State Processor API

Apache Flink’s State Processor API provides powerful functionality to reading, writing, and modifing savepoints and checkpoints using Flink’s batch DataSet API. Due to the interoperability of DataSet and Table API, you can even use relational Table API or SQL queries to analyze and process state data.

For example, you can take a savepoint of a running stream processing application and analyze it with a DataSet batch program to verify that the application behaves correctly. Or you can read a batch of data from any store, preprocess it, and write the result to a savepoint that you use to bootstrap the state of a streaming application. It is also possible to fix inconsistent state entries. Finally, the State Processor API opens up many ways to evolve a stateful application that was previously blocked by parameter and design choices that could not be changed without losing all the state of the application after it was started. For example, you can now arbitrarily modify the data types of states, adjust the maximum parallelism of operators, split or merge operator state, re-assign operator UIDs, and so on.

To get started with the state processor api, include the following library in your application.

  1. <dependency>
  2. <groupId>org.apache.flink</groupId>
  3. <artifactId>flink-state-processor-api_2.11</artifactId>
  4. <version>1.13.0</version>
  5. </dependency>

Copied to clipboard!

Mapping Application State to DataSets

The State Processor API maps the state of a streaming application to one or more data sets that can be processed separately. In order to be able to use the API, you need to understand how this mapping works.

But let us first have a look at what a stateful Flink job looks like. A Flink job is composed of operators; typically one or more source operators, a few operators for the actual processing, and one or more sink operators. Each operator runs in parallel in one or more tasks and can work with different types of state. An operator can have zero, one, or more “operator states” which are organized as lists that are scoped to the operator’s tasks. If the operator is applied on a keyed stream, it can also have zero, one, or more “keyed states” which are scoped to a key that is extracted from each processed record. You can think of keyed state as a distributed key-value map.

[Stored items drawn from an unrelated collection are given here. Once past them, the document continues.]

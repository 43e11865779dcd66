//! Command-line front end.

pub mod output;

use crate::config::Config;
use crate::core::Repository;
use crate::db::{DbPath, Table};
use crate::error::Result;
use chrono::NaiveDate;
use clap::{Parser, Subcommand};
use std::io::{self, Write};
use std::path::PathBuf;

#[derive(Parser)]
#[command(name = "construction-db")]
#[command(about = "Construction business database: clients, companies, sites, jobs, employees, tools")]
#[command(version)]
pub struct Cli {
    /// Database file
    #[arg(long, global = true, default_value = DbPath::DEFAULT_FILE)]
    pub db: PathBuf,

    /// Do not enforce declared foreign keys
    #[arg(long, global = true)]
    pub no_foreign_keys: bool,

    #[command(subcommand)]
    pub command: Commands,
}

impl Cli {
    pub fn config(&self) -> Config {
        Config::new(DbPath::new(&self.db)).with_foreign_keys(!self.no_foreign_keys)
    }
}

#[derive(Subcommand)]
pub enum Commands {
    /// Create all six tables (idempotent)
    Init,

    /// Create a single table (idempotent)
    CreateTable {
        /// Table name, e.g. Clients or construction_sites
        table: Table,
    },

    /// Manage clients
    #[command(subcommand)]
    Client(ClientCommand),

    /// Manage companies
    #[command(subcommand)]
    Company(CompanyCommand),

    /// Manage construction sites
    #[command(subcommand)]
    Site(SiteCommand),

    /// Manage jobs
    #[command(subcommand)]
    Job(JobCommand),

    /// Manage employees
    #[command(subcommand)]
    Employee(EmployeeCommand),

    /// Manage tools
    #[command(subcommand)]
    Tool(ToolCommand),
}

#[derive(Subcommand)]
pub enum ClientCommand {
    /// Add a client
    Add { name: String, address: String },
    /// List all clients
    List,
    /// Change the address of every client at OLD_ADDRESS
    Update {
        old_address: String,
        new_address: String,
    },
    /// Delete a client
    Delete { id: i64 },
}

#[derive(Subcommand)]
pub enum CompanyCommand {
    /// Add a company
    Add {
        name: String,
        area_of_expertise: String,
        address: String,
        employees: i64,
    },
    /// List all companies
    List,
    /// Change the employee count of every company currently at OLD
    Update { old: i64, new: i64 },
    /// Delete a company
    Delete { id: i64 },
}

#[derive(Subcommand)]
pub enum SiteCommand {
    /// Add a construction site
    Add {
        /// Client commissioning the site
        #[arg(long)]
        client: Option<i64>,
        /// Company running the site
        #[arg(long)]
        company: Option<i64>,
        project: String,
        address: String,
        budget: i64,
    },
    /// List all construction sites
    List,
    /// Set the budget of a construction site
    Update { id: i64, budget: i64 },
    /// Delete a construction site
    Delete { id: i64 },
}

#[derive(Subcommand)]
pub enum JobCommand {
    /// Add a job
    Add {
        /// Construction site the job belongs to
        #[arg(long)]
        site: Option<i64>,
        /// Start date (YYYY-MM-DD)
        start: NaiveDate,
        /// Finish date (YYYY-MM-DD)
        finish: NaiveDate,
        workers: i64,
    },
    /// List all jobs
    List,
    /// Set the number of workers on a job
    Update { job_number: i64, workers: i64 },
    /// Delete a job
    Delete { job_number: i64 },
}

#[derive(Subcommand)]
pub enum EmployeeCommand {
    /// Add an employee
    Add {
        /// Job number the employee works on
        #[arg(long)]
        job: Option<i64>,
        /// Employing company
        #[arg(long)]
        company: Option<i64>,
        name: String,
        surname: String,
        address: String,
        salary: i64,
    },
    /// List all employees
    List,
    /// Set an employee's salary
    Update { id: i64, salary: i64 },
    /// Delete an employee
    Delete { id: i64 },
    /// Show an employee with their company and job
    Details { id: i64 },
}

#[derive(Subcommand)]
pub enum ToolCommand {
    /// Add a tool
    Add {
        /// Employee the tool is issued to
        #[arg(long)]
        employee: Option<i64>,
        #[arg(long)]
        battery_powered: bool,
        name: String,
        batteries: i64,
        voltage: i64,
    },
    /// List all tools
    List,
    /// Set the number of batteries of a tool
    Update { id: i64, batteries: i64 },
    /// Delete a tool
    Delete { id: i64 },
}

/// Run a parsed command line, writing results to stdout.
pub fn run(cli: Cli) -> Result<()> {
    let repo = Repository::new(cli.config());
    let stdout = io::stdout();
    let mut out = stdout.lock();
    execute(&repo, cli.command, &mut out)
}

/// Execute one command against `repo`.
pub fn execute<W: Write>(repo: &Repository, command: Commands, out: &mut W) -> Result<()> {
    match command {
        Commands::Init => {
            repo.init_schema()?;
            writeln!(out, "Initialized {}", repo.config().db_path())?;
        }
        Commands::CreateTable { table } => {
            repo.create_table(table)?;
            writeln!(out, "Created {table}")?;
        }
        Commands::Client(cmd) => client(repo, cmd, out)?,
        Commands::Company(cmd) => company(repo, cmd, out)?,
        Commands::Site(cmd) => site(repo, cmd, out)?,
        Commands::Job(cmd) => job(repo, cmd, out)?,
        Commands::Employee(cmd) => employee(repo, cmd, out)?,
        Commands::Tool(cmd) => tool(repo, cmd, out)?,
    }
    Ok(())
}

fn client<W: Write>(repo: &Repository, cmd: ClientCommand, out: &mut W) -> Result<()> {
    let clients = repo.clients();
    match cmd {
        ClientCommand::Add { name, address } => {
            writeln!(out, "{}", clients.create(&name, &address)?)?;
        }
        ClientCommand::List => output::write_rows(out, &clients.list()?)?,
        ClientCommand::Update {
            old_address,
            new_address,
        } => {
            writeln!(out, "{}", clients.update_address(&old_address, &new_address)?)?;
        }
        ClientCommand::Delete { id } => writeln!(out, "{}", clients.delete(id)?)?,
    }
    Ok(())
}

fn company<W: Write>(repo: &Repository, cmd: CompanyCommand, out: &mut W) -> Result<()> {
    let companies = repo.companies();
    match cmd {
        CompanyCommand::Add {
            name,
            area_of_expertise,
            address,
            employees,
        } => {
            let id = companies.create(&name, &area_of_expertise, &address, employees)?;
            writeln!(out, "{id}")?;
        }
        CompanyCommand::List => output::write_rows(out, &companies.list()?)?,
        CompanyCommand::Update { old, new } => {
            writeln!(out, "{}", companies.update_employee_count(old, new)?)?;
        }
        CompanyCommand::Delete { id } => writeln!(out, "{}", companies.delete(id)?)?,
    }
    Ok(())
}

fn site<W: Write>(repo: &Repository, cmd: SiteCommand, out: &mut W) -> Result<()> {
    let sites = repo.construction_sites();
    match cmd {
        SiteCommand::Add {
            client,
            company,
            project,
            address,
            budget,
        } => {
            let id = sites.create(client, company, &project, &address, budget)?;
            writeln!(out, "{id}")?;
        }
        SiteCommand::List => output::write_rows(out, &sites.list()?)?,
        SiteCommand::Update { id, budget } => {
            writeln!(out, "{}", sites.update_budget(id, budget)?)?;
        }
        SiteCommand::Delete { id } => writeln!(out, "{}", sites.delete(id)?)?,
    }
    Ok(())
}

fn job<W: Write>(repo: &Repository, cmd: JobCommand, out: &mut W) -> Result<()> {
    let jobs = repo.jobs();
    match cmd {
        JobCommand::Add {
            site,
            start,
            finish,
            workers,
        } => {
            writeln!(out, "{}", jobs.create(site, start, finish, workers)?)?;
        }
        JobCommand::List => output::write_rows(out, &jobs.list()?)?,
        JobCommand::Update {
            job_number,
            workers,
        } => {
            writeln!(out, "{}", jobs.update_worker_count(job_number, workers)?)?;
        }
        JobCommand::Delete { job_number } => writeln!(out, "{}", jobs.delete(job_number)?)?,
    }
    Ok(())
}

fn employee<W: Write>(repo: &Repository, cmd: EmployeeCommand, out: &mut W) -> Result<()> {
    let employees = repo.employees();
    match cmd {
        EmployeeCommand::Add {
            job,
            company,
            name,
            surname,
            address,
            salary,
        } => {
            let id = employees.create(job, company, &name, &surname, &address, salary)?;
            writeln!(out, "{id}")?;
        }
        EmployeeCommand::List => output::write_rows(out, &employees.list()?)?,
        EmployeeCommand::Update { id, salary } => {
            writeln!(out, "{}", employees.update_salary(id, salary)?)?;
        }
        EmployeeCommand::Delete { id } => writeln!(out, "{}", employees.delete(id)?)?,
        EmployeeCommand::Details { id } => output::write_rows(out, &employees.all_data(id)?)?,
    }
    Ok(())
}

fn tool<W: Write>(repo: &Repository, cmd: ToolCommand, out: &mut W) -> Result<()> {
    let tools = repo.tools();
    match cmd {
        ToolCommand::Add {
            employee,
            battery_powered,
            name,
            batteries,
            voltage,
        } => {
            let id = tools.create(employee, &name, battery_powered, batteries, voltage)?;
            writeln!(out, "{id}")?;
        }
        ToolCommand::List => output::write_rows(out, &tools.list()?)?,
        ToolCommand::Update { id, batteries } => {
            writeln!(out, "{}", tools.update_battery_count(id, batteries)?)?;
        }
        ToolCommand::Delete { id } => writeln!(out, "{}", tools.delete(id)?)?,
    }
    Ok(())
}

The following figure shows the application “MyApp” which consists of three operators called “Src”, “Proc”, and “Snk”. Src has one operator state (os1), Proc has one operator state (os2) and two keyed states (ks1, ks2) and Snk is stateless.

Application: MyApp

A savepoint or checkpoint of MyApp consists of the data of all states, organized in a way that the states of each task can be restored. When processing the data of a savepoint (or checkpoint) with a batch job, we need a mental model that maps the data of the individual tasks’ states into data sets or tables. In fact, we can think of a savepoint as a database. Every operator (identified by its UID) represents a namespace. Each operator state of an operator is mapped to a dedicated table in the namespace with a single column that holds the state’s data of all tasks. All keyed states of an operator are mapped to a single table consisting of a column for the key, and one column for each keyed state. The following figure shows how a savepoint of MyApp is mapped to a database.

Database: MyApp

The figure shows how the values of Src’s operator state are mapped to a table with one column and five rows, one row for each of the list entries across all parallel tasks of Src. Operator state os2 of the operator “Proc” is similarly mapped to an individual table. The keyed states ks1 and ks2 are combined to a single table with three columns, one for the key, one for ks1 and one for ks2. The keyed table holds one row for each distinct key of both keyed states. Since the operator “Snk” does not have any state, its namespace is empty.

Reading State

Reading state begins by specifying the path to a valid savepoint or checkpoint along with the StateBackend that should be used to restore the data. The compatibility guarantees for restoring state are identical to those when restoring a DataStream application.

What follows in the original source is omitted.